The December 12, 2025 episode of "Cyber Security Headlines" delivers a fast-paced rundown of the day's most pressing cybersecurity stories. Topics include a new Android ransomware threat targeting Spanish speakers, Google's emergency Chrome patch for a critical zero-day, the UK’s record fine for LastPass over its 2022 breach, hackers exploiting emergency data request systems at tech firms, advances in AI-powered defense from OpenAI, significant credential exposures via Docker Hub, a major cryptographic flaw allowing remote code execution, and the appearance of a new ransomware-as-a-service offering with an apparent critical mistake.
[00:10]
“It effectively bricks the phone unless victims pay.” – Sarah Lane [00:24]
[00:38]
“The flaw is already being exploited, so users on Windows, macOS and Linux should update to new versions immediately.” – Sarah Lane [00:45]
[01:05]
“Vaults are still encrypted, but weak master passwords could still be cracked, with some already exploited in crypto theft.” – Sarah Lane [01:35]
[01:51]
“The attackers say they’ve pulled off up to 500 requests and even recruited a real deputy to help...” – Sarah Lane [02:11]
[03:00]
“Future models could help with tasks like intrusion operations or zero-day exploit development.” – Sarah Lane [03:15]
[03:48]
“Flare also found that most revoked in-image secrets were still active, urging teams to move to proper secrets management and pre-publish scanning.” – Sarah Lane [04:24]
[04:44]
“Once obtained, the machine key in the web config file can be used to trigger RCE via a Viewstate deserialization flaw.” – Sarah Lane [05:09]
[05:28]
“Operators hard coded the master encryption key in the malware and left it in plain text in the temp folder, letting victims potentially recover files without paying.” – Sarah Lane [05:47]

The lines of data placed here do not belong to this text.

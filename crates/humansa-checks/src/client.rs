//! Thin reqwest wrapper that sends one check request and logs the exchange.

use std::time::{Duration, Instant};

use humansa_core::ProbeError;
use reqwest::{Client, Response};
use tracing::{debug, info, warn};

use crate::spec::Method;

const USER_AGENT: &str = concat!("humansa-probe/", env!("CARGO_PKG_VERSION"));

/// HTTP client shared by every check in a run.
#[derive(Debug, Clone)]
pub struct ProbeClient {
    client: Client,
}

impl ProbeClient {
    /// Creates a client with connection pooling and the probe user agent.
    pub fn new() -> Result<Self, ProbeError> {
        let client = Client::builder().user_agent(USER_AGENT).build()?;
        Ok(Self { client })
    }

    /// Sends a request and returns the response without inspecting its status.
    ///
    /// `timeout` bounds the whole exchange, including reading the body.
    pub async fn send(
        &self,
        method: Method,
        url: &str,
        body: Option<&serde_json::Value>,
        timeout: Duration,
    ) -> Result<Response, ProbeError> {
        let start = Instant::now();
        debug!("{} {} (timeout {}s)", method, url, timeout.as_secs());

        let request = match method {
            Method::Get => self.client.get(url),
            Method::Post => self.client.post(url),
        };
        let request = match body {
            Some(json) => request.json(json),
            None => request,
        };

        let response = request.timeout(timeout).send().await.map_err(|e| {
            warn!("{} {} failed after {}ms: {}", method, url, start.elapsed().as_millis(), e);
            ProbeError::from(e)
        })?;

        info!(
            "{} {} -> {} in {}ms",
            method,
            url,
            response.status().as_u16(),
            start.elapsed().as_millis()
        );

        Ok(response)
    }
}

This episode offers a timely, no-nonsense delivery of vital cybersecurity developments, unifying breaking news with expert context. The coverage spotlights evolving threats to consumers and enterprises, as well as the promise and potential pitfalls of AI in security. Major takeaways range from urgent software updates and the criticality of secrets management, to the ongoing risks inherent in digital identity verification and the evolving landscape of ransomware operations.
Listeners are left with actionable reminders—patch those devices, manage secrets wisely, and remain vigilant amidst constantly shifting threat tactics.